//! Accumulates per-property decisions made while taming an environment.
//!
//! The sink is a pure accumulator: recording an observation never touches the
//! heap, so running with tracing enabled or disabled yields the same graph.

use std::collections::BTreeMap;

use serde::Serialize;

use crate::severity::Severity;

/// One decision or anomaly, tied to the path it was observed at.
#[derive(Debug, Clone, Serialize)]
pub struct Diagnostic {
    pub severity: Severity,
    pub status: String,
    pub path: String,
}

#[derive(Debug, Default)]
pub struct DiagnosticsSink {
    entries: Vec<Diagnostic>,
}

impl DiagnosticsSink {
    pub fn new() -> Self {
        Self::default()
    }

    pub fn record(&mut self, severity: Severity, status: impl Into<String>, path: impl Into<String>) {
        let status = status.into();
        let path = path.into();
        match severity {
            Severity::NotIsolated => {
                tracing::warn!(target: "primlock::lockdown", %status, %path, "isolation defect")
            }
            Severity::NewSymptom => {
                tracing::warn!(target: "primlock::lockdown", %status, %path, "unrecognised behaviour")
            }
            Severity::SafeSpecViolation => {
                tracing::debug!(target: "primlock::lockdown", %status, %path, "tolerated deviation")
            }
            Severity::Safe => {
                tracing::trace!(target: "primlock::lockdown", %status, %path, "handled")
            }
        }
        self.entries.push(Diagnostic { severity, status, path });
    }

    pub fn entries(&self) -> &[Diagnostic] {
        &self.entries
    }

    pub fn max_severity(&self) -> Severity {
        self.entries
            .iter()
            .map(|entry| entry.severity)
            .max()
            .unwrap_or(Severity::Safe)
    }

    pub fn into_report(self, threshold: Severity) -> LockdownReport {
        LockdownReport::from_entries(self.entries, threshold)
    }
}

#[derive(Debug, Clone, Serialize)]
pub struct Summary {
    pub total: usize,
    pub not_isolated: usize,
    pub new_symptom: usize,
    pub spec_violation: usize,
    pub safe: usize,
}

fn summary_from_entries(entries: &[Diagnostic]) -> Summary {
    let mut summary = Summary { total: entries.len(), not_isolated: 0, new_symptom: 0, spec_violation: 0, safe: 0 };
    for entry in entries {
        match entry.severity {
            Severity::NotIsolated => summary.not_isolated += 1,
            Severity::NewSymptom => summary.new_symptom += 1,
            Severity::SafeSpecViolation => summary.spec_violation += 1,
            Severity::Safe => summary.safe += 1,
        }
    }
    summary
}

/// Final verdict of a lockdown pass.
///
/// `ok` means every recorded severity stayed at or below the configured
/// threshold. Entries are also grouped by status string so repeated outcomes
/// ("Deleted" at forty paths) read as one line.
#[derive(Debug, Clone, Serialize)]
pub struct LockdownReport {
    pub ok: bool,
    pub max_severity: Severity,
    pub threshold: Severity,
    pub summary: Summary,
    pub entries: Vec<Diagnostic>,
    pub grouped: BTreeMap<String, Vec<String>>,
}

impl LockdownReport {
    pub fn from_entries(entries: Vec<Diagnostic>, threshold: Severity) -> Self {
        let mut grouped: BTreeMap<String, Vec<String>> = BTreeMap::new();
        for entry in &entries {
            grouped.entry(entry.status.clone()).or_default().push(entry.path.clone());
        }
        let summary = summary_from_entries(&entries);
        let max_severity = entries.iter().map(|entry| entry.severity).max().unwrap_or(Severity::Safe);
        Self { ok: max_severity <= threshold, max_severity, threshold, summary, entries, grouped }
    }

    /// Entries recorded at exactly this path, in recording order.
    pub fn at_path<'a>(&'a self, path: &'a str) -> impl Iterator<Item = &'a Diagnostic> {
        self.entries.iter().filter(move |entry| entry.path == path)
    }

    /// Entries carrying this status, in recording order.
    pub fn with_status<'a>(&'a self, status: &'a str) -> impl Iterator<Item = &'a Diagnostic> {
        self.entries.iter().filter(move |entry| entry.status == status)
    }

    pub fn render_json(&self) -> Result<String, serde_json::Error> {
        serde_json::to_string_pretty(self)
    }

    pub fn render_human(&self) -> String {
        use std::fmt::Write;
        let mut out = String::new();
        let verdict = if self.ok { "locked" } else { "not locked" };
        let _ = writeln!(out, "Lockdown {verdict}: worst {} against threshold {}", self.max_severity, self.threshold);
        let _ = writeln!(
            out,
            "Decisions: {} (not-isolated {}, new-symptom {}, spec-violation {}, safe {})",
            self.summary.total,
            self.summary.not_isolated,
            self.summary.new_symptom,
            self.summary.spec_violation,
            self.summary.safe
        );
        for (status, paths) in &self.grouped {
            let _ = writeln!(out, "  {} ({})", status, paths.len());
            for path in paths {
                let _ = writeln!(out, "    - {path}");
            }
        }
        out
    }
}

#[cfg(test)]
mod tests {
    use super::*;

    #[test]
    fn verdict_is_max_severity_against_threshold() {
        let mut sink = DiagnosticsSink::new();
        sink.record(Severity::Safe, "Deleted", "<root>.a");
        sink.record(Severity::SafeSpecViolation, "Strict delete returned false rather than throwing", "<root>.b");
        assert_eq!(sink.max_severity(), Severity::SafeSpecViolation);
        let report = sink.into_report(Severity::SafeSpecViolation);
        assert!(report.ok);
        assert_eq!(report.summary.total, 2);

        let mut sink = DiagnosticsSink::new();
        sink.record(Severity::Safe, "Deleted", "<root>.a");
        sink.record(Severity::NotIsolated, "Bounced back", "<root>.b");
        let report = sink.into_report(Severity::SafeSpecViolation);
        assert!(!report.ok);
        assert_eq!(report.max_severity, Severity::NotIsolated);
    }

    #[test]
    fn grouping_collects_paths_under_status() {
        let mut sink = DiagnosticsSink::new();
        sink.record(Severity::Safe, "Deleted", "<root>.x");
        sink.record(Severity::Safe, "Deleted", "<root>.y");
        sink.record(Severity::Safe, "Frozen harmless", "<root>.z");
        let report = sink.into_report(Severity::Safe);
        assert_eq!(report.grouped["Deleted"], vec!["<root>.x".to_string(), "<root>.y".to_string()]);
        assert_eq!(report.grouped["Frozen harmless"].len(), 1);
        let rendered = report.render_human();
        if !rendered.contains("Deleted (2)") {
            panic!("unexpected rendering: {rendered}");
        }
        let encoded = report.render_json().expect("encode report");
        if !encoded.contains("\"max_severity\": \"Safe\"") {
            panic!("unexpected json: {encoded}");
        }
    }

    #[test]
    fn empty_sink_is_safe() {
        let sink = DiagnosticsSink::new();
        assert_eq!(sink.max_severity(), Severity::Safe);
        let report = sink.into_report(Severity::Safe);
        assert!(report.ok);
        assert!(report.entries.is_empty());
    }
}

##############################

_EXERCISE_:
An exact copy of every entry is required.

_RESULT OF THE TASK_:
//! Accumulates per-property decisions made while taming an environment.
//!
//! The sink is a pure accumulator: recording an observation never touches the
//! heap, so running with tracing enabled or disabled yields the same graph.

use std::collections::BTreeMap;

use serde::Serialize;

use crate::severity::Severity;

/// One decision or anomaly, tied to the path it was observed at.
#[derive(Debug, Clone, Serialize)]
pub struct Diagnostic {
    pub severity: Severity,
    pub status: String,
    pub path: String,
}

#[derive(Debug, Default)]
pub struct DiagnosticsSink {
    entries: Vec<Diagnostic>,
}

impl DiagnosticsSink {
    pub fn new() -> Self {
        Self::default()
    }

    pub fn record(&mut self, severity: Severity, status: impl Into<String>, path: impl Into<String>) {
        let status = status.into();
        let path = path.into();
        match severity {
            Severity::NotIsolated => {
                tracing::warn!(target: "primlock::lockdown", %status, %path, "isolation defect")
            }
            Severity::NewSymptom => {
                tracing::warn!(target: "primlock::lockdown", %status, %path, "unrecognised behaviour")
            }
            Severity::SafeSpecViolation => {
                tracing::debug!(target: "primlock::lockdown", %status, %path, "tolerated deviation")
            }
            Severity::Safe => {
                tracing::trace!(target: "primlock::lockdown", %status, %path, "handled")
            }
        }
        self.entries.push(Diagnostic { severity, status, path });
    }

    pub fn entries(&self) -> &[Diagnostic] {
        &self.entries
    }

    pub fn max_severity(&self) -> Severity {
        self.entries
            .iter()
            .map(|entry| entry.severity)
            .max()
            .unwrap_or(Severity::Safe)
    }

    pub fn into_report(self, threshold: Severity) -> LockdownReport {
        LockdownReport::from_entries(self.entries, threshold)
    }
}

#[derive(Debug, Clone, Serialize)]
pub struct Summary {
    pub total: usize,
    pub not_isolated: usize,
    pub new_symptom: usize,
    pub spec_violation: usize,
    pub safe: usize,
}

fn summary_from_entries(entries: &[Diagnostic]) -> Summary {
    let mut summary = Summary { total: entries.len(), not_isolated: 0, new_symptom: 0, spec_violation: 0, safe: 0 };
    for entry in entries {
        match entry.severity {
            Severity::NotIsolated => summary.not_isolated += 1,
            Severity::NewSymptom => summary.new_symptom += 1,
            Severity::SafeSpecViolation => summary.spec_violation += 1,
            Severity::Safe => summary.safe += 1,
        }
    }
    summary
}

/// Final verdict of a lockdown pass.
///
/// `ok` means every recorded severity stayed at or below the configured
/// threshold. Entries are also grouped by status string so repeated outcomes
/// ("Deleted" at forty paths) read as one line.
#[derive(Debug, Clone, Serialize)]
pub struct LockdownReport {
    pub ok: bool,
    pub max_severity: Severity,
    pub threshold: Severity,
    pub summary: Summary,
    pub entries: Vec<Diagnostic>,
    pub grouped: BTreeMap<String, Vec<String>>,
}

impl LockdownReport {
    pub fn from_entries(entries: Vec<Diagnostic>, threshold: Severity) -> Self {
        let mut grouped: BTreeMap<String, Vec<String>> = BTreeMap::new();
        for entry in &entries {
            grouped.entry(entry.status.clone()).or_default().push(entry.path.clone());
        }
        let summary = summary_from_entries(&entries);
        let max_severity = entries.iter().map(|entry| entry.severity).max().unwrap_or(Severity::Safe);
        Self { ok: max_severity <= threshold, max_severity, threshold, summary, entries, grouped }
    }

    /// Entries recorded at exactly this path, in recording order.
    pub fn at_path<'a>(&'a self, path: &'a str) -> impl Iterator<Item = &'a Diagnostic> {
        self.entries.iter().filter(move |entry| entry.path == path)
    }

    /// Entries carrying this status, in recording order.
    pub fn with_status<'a>(&'a self, status: &'a str) -> impl Iterator<Item = &'a Diagnostic> {
        self.entries.iter().filter(move |entry| entry.status == status)
    }

    pub fn render_json(&self) -> Result<String, serde_json::Error> {
        serde_json::to_string_pretty(self)
    }

    pub fn render_human(&self) -> String {
        use std::fmt::Write;
        let mut out = String::new();
        let verdict = if self.ok { "locked" } else { "not locked" };
        let _ = writeln!(out, "Lockdown {verdict}: worst {} against threshold {}", self.max_severity, self.threshold);
        let _ = writeln!(
            out,
            "Decisions: {} (not-isolated {}, new-symptom {}, spec-violation {}, safe {})",
            self.summary.total,
            self.summary.not_isolated,
            self.summary.new_symptom,
            self.summary.spec_violation,
            self.summary.safe
        );
        for (status, paths) in &self.grouped {
            let _ = writeln!(out, "  {} ({})", status, paths.len());
            for path in paths {
                let _ = writeln!(out, "    - {path}");
            }
        }
        out
    }
}

#[cfg(test)]
mod tests {
    use super::*;

    #[test]
    fn verdict_is_max_severity_against_threshold() {
        let mut sink = DiagnosticsSink::new();
        sink.record(Severity::Safe, "Deleted", "<root>.a");
        sink.record(Severity::SafeSpecViolation, "Strict delete returned false rather than throwing", "<root>.b");
        assert_eq!(sink.max_severity(), Severity::SafeSpecViolation);
        let report = sink.into_report(Severity::SafeSpecViolation);
        assert!(report.ok);
        assert_eq!(report.summary.total, 2);

        let mut sink = DiagnosticsSink::new();
        sink.record(Severity::Safe, "Deleted", "<root>.a");
        sink.record(Severity::NotIsolated, "Bounced back", "<root>.b");
        let report = sink.into_report(Severity::SafeSpecViolation);
        assert!(!report.ok);
        assert_eq!(report.max_severity, Severity::NotIsolated);
    }

    #[test]
    fn grouping_collects_paths_under_status() {
        let mut sink = DiagnosticsSink::new();
        sink.record(Severity::Safe, "Deleted", "<root>.x");
        sink.record(Severity::Safe, "Deleted", "<root>.y");
        sink.record(Severity::Safe, "Frozen harmless", "<root>.z");
        let report = sink.into_report(Severity::Safe);
        assert_eq!(report.grouped["Deleted"], vec!["<root>.x".to_string(), "<root>.y".to_string()]);
        assert_eq!(report.grouped["Frozen harmless"].len(), 1);
        let rendered = report.render_human();
        if !rendered.contains("Deleted (2)") {
            panic!("unexpected rendering: {rendered}");
        }
        let encoded = report.render_json().expect("encode report");
        if !encoded.contains("\"max_severity\": \"Safe\"") {
            panic!("unexpected json: {encoded}");
        }
    }

    #[test]
    fn empty_sink_is_safe() {
        let sink = DiagnosticsSink::new();
        assert_eq!(sink.max_severity(), Severity::Safe);
        let report = sink.into_report(Severity::Safe);
        assert!(report.ok);
        assert!(report.entries.is_empty());
    }
}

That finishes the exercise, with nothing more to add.